A “token” can be defined as an instrument (tool) that is (1) perceptible using one or more senses, (2) representative of a stored value and useful as a medium for exchange in a particular market or system of markets, and (3) exchangeable, at some fixed or changeable ratio, for other value, such as a good or service, within that market or system of markets.
In the first part of the definition, (1) above, the token can be perceptible as a tangible object, such as a coin, stamp, ticket, coupon, gambling chip, or only visually, as on a computer monitor or in a company’s ledger.
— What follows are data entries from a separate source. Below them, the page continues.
use std::fmt;

use crate::error::{PreconditionError, RangeError, Result};
use crate::math::stats::compute_median;

use super::BucketMapper;

#[derive(Debug, Clone, Default)]
struct Bucket {
    count: usize,
    values_x: Vec<f64>,
    values_y: Vec<f64>,
}

/// A fixed-bucket 2D histogram over a closed rectangle of doubles.
///
/// Buckets are stored row-major: index `x + y * size_x`.
#[derive(Debug, Clone)]
pub struct HistogramAccumulator2D {
    mapper_x: BucketMapper,
    mapper_y: BucketMapper,
    buckets: Vec<Bucket>,
    store_values: bool,
}

impl HistogramAccumulator2D {
    /// # Errors
    ///
    /// Returns `RangeError::InvalidRange` if either axis has an empty range
    /// or no buckets.
    pub fn new(
        (min_x, max_x, count_x): (f64, f64, usize),
        (min_y, max_y, count_y): (f64, f64, usize),
        store_values: bool,
    ) -> Result<Self> {
        let mapper_x = BucketMapper::new(min_x, max_x, count_x)?;
        let mapper_y = BucketMapper::new(min_y, max_y, count_y)?;
        Ok(Self {
            mapper_x,
            mapper_y,
            buckets: vec![Bucket::default(); count_x * count_y],
            store_values,
        })
    }

    /// Number of buckets along each axis.
    #[must_use]
    pub fn size(&self) -> (usize, usize) {
        (self.mapper_x.size(), self.mapper_y.size())
    }

    #[must_use]
    pub fn stores_values(&self) -> bool {
        self.store_values
    }

    fn encode_index(&self, x: usize, y: usize) -> Result<usize> {
        let (size_x, size_y) = self.size();
        if x >= size_x {
            return Err(RangeError::IndexOutOfBounds {
                index: x,
                size: size_x,
            }
            .into());
        }
        if y >= size_y {
            return Err(RangeError::IndexOutOfBounds {
                index: y,
                size: size_y,
            }
            .into());
        }
        Ok(x + y * size_x)
    }

    fn decode_index(&self, index: usize) -> (usize, usize) {
        let size_x = self.mapper_x.size();
        (index % size_x, index / size_x)
    }

    /// Bucket coordinates of the value pair `(x, y)`.
    ///
    /// # Errors
    ///
    /// Returns `RangeError::ValueOutOfRange` if either value is out of range.
    pub fn bucket_index(&self, x: f64, y: f64) -> Result<(usize, usize)> {
        Ok((self.mapper_x.bucket_index(x)?, self.mapper_y.bucket_index(y)?))
    }

    /// Number of values accumulated in bucket `(x, y)`.
    ///
    /// # Errors
    ///
    /// Returns `RangeError::IndexOutOfBounds` for invalid bucket coordinates.
    pub fn bucket_content_size(&self, x: usize, y: usize) -> Result<usize> {
        Ok(self.buckets[self.encode_index(x, y)?].count)
    }

    /// # Errors
    ///
    /// Returns `RangeError::ValueOutOfRange` if either value is out of range.
    pub fn add_value(&mut self, x: f64, y: f64) -> Result<()> {
        let (bx, by) = self.bucket_index(x, y)?;
        let index = self.encode_index(bx, by)?;
        let store = self.store_values;
        let bucket = &mut self.buckets[index];
        bucket.count += 1;
        if store {
            bucket.values_x.push(x);
            bucket.values_y.push(y);
        }
        Ok(())
    }

    fn find_best_internal(&self) -> usize {
        let mut best = 0;
        for (i, bucket) in self.buckets.iter().enumerate() {
            if bucket.count > self.buckets[best].count {
                best = i;
            }
        }
        best
    }

    /// Coordinates of the most populated bucket. Ties go to the lowest
    /// row-major index.
    #[must_use]
    pub fn find_best_bucket(&self) -> (usize, usize) {
        self.decode_index(self.find_best_internal())
    }

    /// Center of the most populated bucket.
    ///
    /// # Errors
    ///
    /// Never fails in practice; the best bucket is always valid.
    pub fn compute_best_center(&self) -> Result<(f64, f64)> {
        let (x, y) = self.find_best_bucket();
        Ok((self.mapper_x.bucket_center(x)?, self.mapper_y.bucket_center(y)?))
    }

    /// Per-axis median of the raw values of the most populated bucket.
    ///
    /// # Errors
    ///
    /// Returns `PreconditionError::ValuesNotStored` if raw values are not
    /// retained, or `PreconditionError::EmptySample` if the best bucket is empty.
    pub fn compute_best_median(&self) -> Result<(f64, f64)> {
        if !self.store_values {
            return Err(PreconditionError::ValuesNotStored.into());
        }
        let bucket = &self.buckets[self.find_best_internal()];
        let mut xs = bucket.values_x.clone();
        let mut ys = bucket.values_y.clone();
        Ok((compute_median(&mut xs)?, compute_median(&mut ys)?))
    }
}

impl fmt::Display for HistogramAccumulator2D {
    fn fmt(&self, f: &mut fmt::Formatter<'_>) -> fmt::Result {
        let (size_x, size_y) = self.size();

        write!(f, "         ")?;
        for x in 0..size_x {
            let center = self.mapper_x.bucket_center(x).map_err(|_| fmt::Error)?;
            write!(f, "{center:7.2} ")?;
        }
        writeln!(f)?;

        for y in 0..size_y {
            let center = self.mapper_y.bucket_center(y).map_err(|_| fmt::Error)?;
            write!(f, "{center:7.2}: ")?;
            for x in 0..size_x {
                write!(f, "{:7} ", self.buckets[x + y * size_x].count)?;
            }
            writeln!(f)?;
        }
        Ok(())
    }
}
use crate::error::{FormatError, Result, SlicerError};
use crate::geometry::Plane3D;
use crate::math::Point3;

use super::{Color, StructurePolygon};

/// Geometric type of the contours kept by the loader.
pub const CLOSED_PLANAR: &str = "CLOSED_PLANAR";

/// Slice thickness assumed when a slice does not declare one, in millimeters.
pub const DEFAULT_SLICE_THICKNESS: f64 = 1.0;

const DEFAULT_NAME: &str = "No name";
const DEFAULT_INTERPRETATION: &str = "No interpretation";

/// Parses a multi-valued decimal string, with values separated by `\`.
///
/// Surrounding whitespace around each value is ignored. An empty or blank
/// string yields no values.
///
/// # Errors
///
/// Returns `FormatError::InvalidNumber` if a value is not a finite decimal
/// number.
pub fn parse_decimal_string(value: &str) -> Result<Vec<f64>> {
    if value.trim().is_empty() {
        return Ok(Vec::new());
    }

    value
        .split('\\')
        .map(|item| {
            let item = item.trim();
            item.parse::<f64>()
                .ok()
                .filter(|v| v.is_finite())
                .ok_or_else(|| SlicerError::from(FormatError::InvalidNumber(item.to_owned())))
        })
        .collect()
}

/// One contour of a region of interest, as read from the source dataset.
#[derive(Debug, Clone, Default)]
pub struct ContourDescription {
    /// Contour geometric type; only [`CLOSED_PLANAR`] contours are kept.
    pub geometric_type: String,
    /// Identifier of the image slice the contour is drawn on.
    pub referenced_slice_id: String,
    /// Declared number of points.
    pub point_count: usize,
    /// Flat `x, y, z` coordinates.
    pub data: Vec<f64>,
}

impl ContourDescription {
    /// Checks the declared point count and converts the data to a polygon.
    ///
    /// # Errors
    ///
    /// Returns `FormatError::PointCountMismatch` if the data does not hold
    /// exactly three coordinates per declared point, or
    /// `FormatError::NonFiniteCoordinate` for a NaN or infinite coordinate.
    pub fn to_polygon(&self) -> Result<StructurePolygon> {
        if self.data.len() != 3 * self.point_count {
            return Err(FormatError::PointCountMismatch {
                expected: self.point_count,
                found: self.data.len(),
            }
            .into());
        }

        if let Some((index, &value)) = self.data.iter().enumerate().find(|(_, v)| !v.is_finite()) {
            return Err(FormatError::NonFiniteCoordinate { index, value }.into());
        }

        let points = self
            .data
            .chunks_exact(3)
            .map(|c| Point3::new(c[0], c[1], c[2]))
            .collect();
        Ok(StructurePolygon::new(self.referenced_slice_id.clone(), points))
    }
}

/// One region of interest, as read from the source dataset.
#[derive(Debug, Clone, Default)]
pub struct RoiDescription {
    pub name: Option<String>,
    pub interpretation: Option<String>,
    /// Display color components, nominally three values in `[0, 255]`.
    pub display_color: Option<Vec<f64>>,
    pub contours: Vec<ContourDescription>,
}

impl RoiDescription {
    /// Name, or `"No name"` when absent or blank.
    #[must_use]
    pub fn resolved_name(&self) -> &str {
        non_blank(self.name.as_deref()).unwrap_or(DEFAULT_NAME)
    }

    /// Interpretation, or `"No interpretation"` when absent or blank.
    #[must_use]
    pub fn resolved_interpretation(&self) -> &str {
        non_blank(self.interpretation.as_deref()).unwrap_or(DEFAULT_INTERPRETATION)
    }

    /// Display color, or red when absent or malformed.
    #[must_use]
    pub fn resolved_color(&self) -> Color {
        self.display_color
            .as_deref()
            .and_then(Color::from_components)
            .unwrap_or(Color::RED)
    }
}

fn non_blank(value: Option<&str>) -> Option<&str> {
    value.filter(|s| !s.trim().is_empty())
}

/// Raw tag values describing a referenced image slice.
///
/// Multi-valued entries use the `\` separator.
#[derive(Debug, Clone, Default)]
pub struct ReferencedSliceTags {
    pub sop_instance_uid: Option<String>,
    pub series_instance_uid: Option<String>,
    pub image_position: Option<String>,
    pub image_orientation: Option<String>,
    pub slice_thickness: Option<String>,
}

impl ReferencedSliceTags {
    /// Identifier of the slice.
    ///
    /// # Errors
    ///
    /// Returns `FormatError::MissingTag` if absent.
    pub fn slice_id(&self) -> Result<&str> {
        self.sop_instance_uid
            .as_deref()
            .ok_or_else(|| FormatError::MissingTag("SOPInstanceUID").into())
    }

    /// Identifier of the series.
    ///
    /// # Errors
    ///
    /// Returns `FormatError::MissingTag` if absent.
    pub fn series_id(&self) -> Result<&str> {
        self.series_instance_uid
            .as_deref()
            .ok_or_else(|| FormatError::MissingTag("SeriesInstanceUID").into())
    }

    /// Plane of the slice; the canonical plane if position or orientation
    /// is missing.
    ///
    /// # Errors
    ///
    /// Returns a `FormatError` if a present value cannot be parsed or has the
    /// wrong arity, or a geometry error if the orientation is not orthonormal.
    pub fn plane(&self) -> Result<Plane3D> {
        match (&self.image_position, &self.image_orientation) {
            (Some(position), Some(orientation)) => Plane3D::from_dicom(
                &parse_decimal_string(position)?,
                &parse_decimal_string(orientation)?,
            ),
            _ => Ok(Plane3D::default()),
        }
    }

    /// Thickness of the slice; [`DEFAULT_SLICE_THICKNESS`] if missing or
    /// unparsable.
    #[must_use]
    pub fn thickness(&self) -> f64 {
        self.slice_thickness
            .as_deref()
            .and_then(|s| parse_decimal_string(s).ok())
            .and_then(|values| values.first().copied())
            .unwrap_or(DEFAULT_SLICE_THICKNESS)
    }
}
The second prong, (2) above, includes tokens that have stored value that is either “intrinsic” in that the value derives solely from the token’s acceptability in transactions in the system of markets or “extrinsic” insofar as the token’s value is pegged or linked to another specific asset. A token’s perishability and replicability obviously impact its value. A banana makes for a poor token because it will decompose over time. Although the weight of a cylindrical piece of metal will diminish through abrasion over time, coins are perhaps the optimum token. The ability to create more units of value creates a fear and possibility of inflation, which creates more units even though the inventory of items that can be purchased has not increased.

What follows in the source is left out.